Operating profit for Cigna health plans in the U.S., the company's biggest business segment, climbed 7.7 percent to $181 million. The international unit gained 9.1 percent to $48 million, and the group life and disability business increased 7.3 percent to $73 million.

Analysts and investors view changes in the share of premium revenue spent on medical care as an indicator of future profitability. Cigna's ratio for employer-based risk plans was 85.7 percent in the second quarter, compared with 84.7 percent a year earlier and 83.8 percent in the first quarter of 2008.

Adjusted income for the quarter excluded a $52 million after-tax charge for litigation costs, $12 million in investment losses, and a $34 million gain on a discontinued retirement- income business. Cigna spent $220 million on share repurchases in the second quarter and has board approval to buy back up to $565 million in additional shares.

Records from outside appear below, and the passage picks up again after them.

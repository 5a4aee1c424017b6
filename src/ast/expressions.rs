use std::mem;

use crate::ast::{BinOp, BoolOp, CmpOp, UnaryOp};
use crate::operations;
use crate::value::Value;

/// Root of a parsed expression.
///
/// The parser always wraps the top-level node in an `Expression`, and
/// evaluation always starts here.
#[derive(Debug, Clone, PartialEq)]
pub struct Expression {
    pub body: Expr,
}

/// Keyword argument in a call (`name=value`).
#[derive(Debug, Clone, PartialEq)]
pub struct Keyword {
    pub arg: String,
    pub value: Expr,
}

/// One `for target in iter if cond...` clause of a comprehension.
#[derive(Debug, Clone, PartialEq)]
pub struct Comprehension {
    pub target: Expr,
    pub iter: Expr,
    pub ifs: Vec<Expr>,
}

/// Syntax-tree node for a single expression.
///
/// The parser produces the whole expression grammar, including kinds the
/// evaluator refuses to run. Only `Constant`, `List`, `UnaryOp`, `BinOp`,
/// `BoolOp`, `Compare` and `Call` (on a bare name) are evaluated; every
/// other kind fails closed.
#[derive(Debug, Clone, PartialEq)]
pub enum Expr {
    /// Literal integer, float, string, boolean or null
    ///
    /// # Examples
    /// ```text
    /// 42
    /// 1.5e3
    /// 'hello'
    /// True
    /// None
    /// ```
    Constant(Value),

    /// List literal
    ///
    /// # Example
    /// ```text
    /// [1, 2, 3]
    /// ```
    List(Vec<Expr>),

    /// Unary operation (`not a`, `-a`, `+a`, `~a`)
    UnaryOp { op: UnaryOp, operand: Box<Expr> },

    /// Binary arithmetic or bitwise operation
    BinOp {
        op: BinOp,
        left: Box<Expr>,
        right: Box<Expr>,
    },

    /// Flattened boolean chain; `a and b and c` is one node with three values
    BoolOp { op: BoolOp, values: Vec<Expr> },

    /// Comparison chain; `a < b <= c` has `ops = [Lt, LtE]` and
    /// `comparators = [b, c]`
    Compare {
        left: Box<Expr>,
        ops: Vec<CmpOp>,
        comparators: Vec<Expr>,
    },

    /// Function call
    ///
    /// # Examples
    /// ```text
    /// round(1.234, 1)
    /// sum([1, 2, 3])
    /// ```
    Call {
        func: Box<Expr>,
        args: Vec<Expr>,
        keywords: Vec<Keyword>,
    },

    // Parsed but never evaluated
    /// Bare identifier
    Name(String),

    /// Attribute access (`a.b`)
    Attribute { value: Box<Expr>, attr: String },

    /// Subscript (`a[i]`, `a[1:2]`)
    Subscript { value: Box<Expr>, index: Box<Expr> },

    /// Slice inside a subscript (`lower:upper:step`)
    Slice {
        lower: Option<Box<Expr>>,
        upper: Option<Box<Expr>>,
        step: Option<Box<Expr>>,
    },

    /// Tuple (`(1, 2)`, `1,`)
    Tuple(Vec<Expr>),

    /// Dict display; a `None` key marks `**mapping` unpacking
    Dict(Vec<(Option<Expr>, Expr)>),

    /// Set display (`{1, 2}`)
    Set(Vec<Expr>),

    /// Anonymous function (`lambda x: x`)
    Lambda { params: Vec<String>, body: Box<Expr> },

    /// Conditional expression (`a if cond else b`)
    IfExp {
        test: Box<Expr>,
        body: Box<Expr>,
        orelse: Box<Expr>,
    },

    /// Starred operand (`*items`)
    Starred(Box<Expr>),

    /// List comprehension (`[x for x in y]`)
    ListComp {
        elt: Box<Expr>,
        generators: Vec<Comprehension>,
    },

    /// Generator expression (`(x for x in y)`)
    GeneratorExp {
        elt: Box<Expr>,
        generators: Vec<Comprehension>,
    },
}

impl Expr {
    /// Node-kind name reported in diagnostics.
    pub fn kind(&self) -> &'static str {
        match self {
            Expr::Constant(_) => "Constant",
            Expr::List(_) => "List",
            Expr::UnaryOp { .. } => "UnaryOp",
            Expr::BinOp { .. } => "BinOp",
            Expr::BoolOp { .. } => "BoolOp",
            Expr::Compare { .. } => "Compare",
            Expr::Call { .. } => "Call",
            Expr::Name(_) => "Name",
            Expr::Attribute { .. } => "Attribute",
            Expr::Subscript { .. } => "Subscript",
            Expr::Slice { .. } => "Slice",
            Expr::Tuple(_) => "Tuple",
            Expr::Dict(_) => "Dict",
            Expr::Set(_) => "Set",
            Expr::Lambda { .. } => "Lambda",
            Expr::IfExp { .. } => "IfExp",
            Expr::Starred(_) => "Starred",
            Expr::ListComp { .. } => "ListComp",
            Expr::GeneratorExp { .. } => "GeneratorExp",
        }
    }

    pub(crate) fn boxed(self) -> Box<Expr> {
        Box::new(self)
    }
}

impl Expression {
    pub fn new(body: Expr) -> Self {
        Expression { body }
    }

    /// Returns the kind of the first node (depth-first, left to right) that
    /// evaluation would reject, without evaluating anything.
    ///
    /// This only looks at the shape of the tree: an expression that passes
    /// can still fail at run time with a type or value error, or with an
    /// unknown callable name.
    pub fn first_unsupported(&self) -> Option<&'static str> {
        first_unsupported(&self.body)
    }

    pub fn is_supported(&self) -> bool {
        self.first_unsupported().is_none()
    }
}

fn first_unsupported(root: &Expr) -> Option<&'static str> {
    // Children are pushed right to left so the leftmost is visited first
    let mut pending = vec![root];
    while let Some(expr) = pending.pop() {
        match expr {
            Expr::Constant(_) => {}
            Expr::List(elements) => pending.extend(elements.iter().rev()),
            Expr::UnaryOp { op, operand } => {
                if operations::unary_handler(*op).is_err() {
                    return Some(op.kind());
                }
                pending.push(operand);
            }
            Expr::BinOp { op, left, right } => {
                if operations::binary_handler(*op).is_err() {
                    return Some(op.kind());
                }
                pending.push(right);
                pending.push(left);
            }
            Expr::BoolOp { values, .. } => pending.extend(values.iter().rev()),
            Expr::Compare {
                left, comparators, ..
            } => {
                pending.extend(comparators.iter().rev());
                pending.push(left);
            }
            Expr::Call {
                func,
                args,
                keywords,
            } => match func.as_ref() {
                Expr::Name(_) if keywords.is_empty() => pending.extend(args.iter().rev()),
                Expr::Name(_) => return Some("keyword"),
                other => return Some(other.kind()),
            },
            other => return Some(other.kind()),
        }
    }
    None
}

impl Expr {
    /// Moves every direct child onto `out`, leaving placeholders behind.
    fn detach_children(&mut self, out: &mut Vec<Expr>) {
        fn take(slot: &mut Expr, out: &mut Vec<Expr>) {
            out.push(mem::replace(slot, Expr::Constant(Value::Null)));
        }

        match self {
            Expr::Constant(_) | Expr::Name(_) => {}
            Expr::List(items)
            | Expr::Tuple(items)
            | Expr::Set(items)
            | Expr::BoolOp { values: items, .. } => out.append(items),
            Expr::UnaryOp { operand: child, .. }
            | Expr::Attribute { value: child, .. }
            | Expr::Lambda { body: child, .. }
            | Expr::Starred(child) => take(child, out),
            Expr::BinOp { left, right, .. }
            | Expr::Subscript {
                value: left,
                index: right,
            } => {
                take(left, out);
                take(right, out);
            }
            Expr::Compare {
                left, comparators, ..
            } => {
                take(left, out);
                out.append(comparators);
            }
            Expr::Call {
                func,
                args,
                keywords,
            } => {
                take(func, out);
                out.append(args);
                out.extend(keywords.drain(..).map(|keyword| keyword.value));
            }
            Expr::Slice { lower, upper, step } => {
                let bounds = [lower.take(), upper.take(), step.take()];
                out.extend(bounds.into_iter().flatten().map(|bound| *bound));
            }
            Expr::Dict(entries) => {
                for (key, value) in entries.drain(..) {
                    out.extend(key);
                    out.push(value);
                }
            }
            Expr::IfExp { test, body, orelse } => {
                take(test, out);
                take(body, out);
                take(orelse, out);
            }
            Expr::ListComp { elt, generators } | Expr::GeneratorExp { elt, generators } => {
                take(elt, out);
                for generator in generators.drain(..) {
                    out.push(generator.target);
                    out.push(generator.iter);
                    out.extend(generator.ifs);
                }
            }
        }
    }
}

/// Trees built from long operator chains are deep; dropping them node by
/// node on the heap keeps the stack flat.
impl Drop for Expr {
    fn drop(&mut self) {
        let mut pending = Vec::new();
        self.detach_children(&mut pending);
        while let Some(mut child) = pending.pop() {
            child.detach_children(&mut pending);
        }
    }
}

For the second quarter of 2007, Cigna's net income of 68 cents a share included a 21-cent charge for its retirement- income business.

UnitedHealth, WellPoint

Health insurer shares fell beginning in March after companies, led by the biggest, UnitedHealth Group Inc. of Minnetonka, Minnesota, and second-biggest, WellPoint Inc. of Indianapolis, reduced earnings forecasts. The managed-care index lost 36 percent from March 10 until last week, when UnitedHealth and WellPoint beat analysts' estimates. Aetna Inc. yesterday reported that quarterly profits increased 6.5 percent and medical costs matched its expectations. By yesterday the index had regained 16 percent.